The link to the app is here.

Physics 311: Special Topics in Calamity Physics

TCST is skeptical but frank about the dangers facing US colleges and universities:

What the numbers tell us is that just 10 percent or less of the nation’s colleges and universities face substantial market risk. Sixty percent face little or no market risk. But the remaining 30 percent are institutions that are bound to struggle….(117)

We’ve already identified graphically those schools that are likely to struggle given graduation rates and prices.

The losers — those institutions already at substantial risk — owe their bad luck to a grab bag of unexpected consequences.

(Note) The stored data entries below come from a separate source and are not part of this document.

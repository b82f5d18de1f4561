//! Embedding and vector index build
//!
//! Writes three files that must agree with each other: the flat vector
//! index, the index-aligned metadata array and a manifest describing both.

use chrono::{DateTime, Utc};
use serde::{Deserialize, Serialize};
use std::path::PathBuf;

use fundfacts_config::DataConfig;
use fundfacts_core::{write_atomic, Chunk, EmbeddingProvider};
use fundfacts_rag::{write_metadata, FlatIndex};

use crate::{IngestError, Result};

/// Texts sent to the embedder per call
const EMBED_BATCH: usize = 256;

#[derive(Debug, Clone, PartialEq, Serialize, Deserialize)]
pub struct IndexManifest {
    pub vector_db: String,
    pub index_path: PathBuf,
    pub metadata_path: PathBuf,
    pub distance_metric: String,
    pub vector_count: usize,
    pub dimension: usize,
    pub embedding_model: String,
    pub built_at: DateTime<Utc>,
}

/// Embed every chunk in order and write index, metadata and manifest
pub fn build_index(
    chunks: &[Chunk],
    embedder: &dyn EmbeddingProvider,
    data: &DataConfig,
) -> Result<IndexManifest> {
    let dimension = embedder.dimension();
    let mut vectors = Vec::with_capacity(chunks.len());

    for (batch_no, batch) in chunks.chunks(EMBED_BATCH).enumerate() {
        let texts: Vec<&str> = batch.iter().map(|c| c.text.as_str()).collect();
        let embedded = embedder.encode(&texts)?;
        if embedded.len() != batch.len() {
            return Err(IngestError::DataIntegrity(format!(
                "embedder returned {} vectors for {} texts",
                embedded.len(),
                batch.len()
            )));
        }
        vectors.extend(embedded);
        tracing::debug!(batch = batch_no, embedded = vectors.len(), total = chunks.len(), "Embedded batch");
    }

    let index = FlatIndex::from_vectors(dimension, &vectors)?;
    index.save(&data.index_path)?;
    write_metadata(&data.metadata_path, chunks)?;

    let manifest = IndexManifest {
        vector_db: "flat".to_string(),
        index_path: data.index_path.clone(),
        metadata_path: data.metadata_path.clone(),
        distance_metric: "inner_product".to_string(),
        vector_count: index.len(),
        dimension,
        embedding_model: embedder.model_name().to_string(),
        built_at: Utc::now(),
    };
    write_atomic(&data.index_manifest_path, |w| {
        serde_json::to_writer_pretty(&mut *w, &manifest)?;
        Ok(())
    })?;

    tracing::info!(
        vectors = manifest.vector_count,
        dimension,
        model = %manifest.embedding_model,
        "Built vector index"
    );
    Ok(manifest)
}

#[cfg(test)]
mod tests {
    use super::*;
    use fundfacts_core::{Field, SchemeTag, SourceType};
    use fundfacts_rag::{load_corpus, HashEmbedder};

    fn chunk(id: &str, text: &str, field: Option<Field>) -> Chunk {
        Chunk {
            id: id.to_string(),
            source_id: "hdfc_flexicap_kim".to_string(),
            text: text.to_string(),
            scheme_tag: SchemeTag::FlexiCap,
            field,
            source_type: SourceType::KimPdf,
            source_url: String::new(),
            last_fetched_date: None,
        }
    }

    #[test]
    fn test_build_index_round_trip() {
        let dir = tempfile::tempdir().unwrap();
        let data = DataConfig {
            index_path: dir.path().join("index/vectors.bin"),
            metadata_path: dir.path().join("index/metadata.json"),
            index_manifest_path: dir.path().join("index/index_metadata.json"),
            ..DataConfig::default()
        };
        let chunks = vec![
            chunk("hdfc_flexicap_kim__min_sip", "Minimum SIP: ₹100. Source: hdfc_flexicap_kim (kim_pdf).", Some(Field::MinSip)),
            chunk("hdfc_flexicap_kim::fulltext::0", "HDFC Flexi Cap Fund scheme details", None),
        ];

        let embedder = HashEmbedder::default();
        let manifest = build_index(&chunks, &embedder, &data).unwrap();
        assert_eq!(manifest.vector_count, 2);
        assert_eq!(manifest.dimension, embedder.dimension());
        assert_eq!(manifest.distance_metric, "inner_product");

        let (index, store) = load_corpus(&data.index_path, &data.metadata_path).unwrap();
        assert_eq!(index.len(), 2);
        assert_eq!(store.get(0).unwrap().field, Some(Field::MinSip));

        let written: IndexManifest =
            serde_json::from_str(&std::fs::read_to_string(&data.index_manifest_path).unwrap()).unwrap();
        assert_eq!(written, manifest);
    }
}
//! Collaborator traits
//!
//! ```text
//! EmbeddingProvider: texts -> normalized dense vectors
//! CrossEncoder:      (query, text) pairs -> relevance scores
//! ```
//!
//! Both are synchronous and shared read-only across requests; async callers
//! run them on the blocking pool.

mod embedding;
mod reranker;

pub use embedding::EmbeddingProvider;
pub use reranker::CrossEncoder;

What do the data show about the overall distribution of risk? Here’s the private school distribution:

And publics:

It looks like risk is more or less evenly distributed across sizes, with a bit of additional risk among smaller schools (the spike among large private schools is due to a limited sample size of 2).

And on which metrics are schools failing? First, public schools:

And private schools:

Overall, it looks like schools are most likely to struggle with student retention and enrollment. For public schools specifically, increasingly limited state appropriations are a serious concern. (This has been in the news recently, both because of Coronavirus, and because of broader austerity measures by state governments.)

The good news, of course, is right there on the X-axis. The mean score, among both private and public institutions, is low; the median score is 0. Most colleges, be they public, private, large, or small, are not in immediate trouble.

Next Steps

There’s a wealth of data available through IPEDS, some of it useful. Though TCST’s authors decline to produce a predictive model, there are other avenues we could pursue. One is a survival analysis looking at which colleges do or do not make it. In the sample I collected for this project initially, looking at data from 2011 to 2018, I found 119 schools that had data in 2011 but not subsequent years. I haven’t investigated these fully, but these are likely to represent closures. Taking TCST’s metrics as a starting point, we might be able to construct a worthwhile model of survival for colleges.

Until then, I invite my readers to look at the dashboard and pursue their own investigations. This is an interesting time to evaluate the fortunes of higher education; hopefully administrators at struggling schools are already aware of changes that need to be made.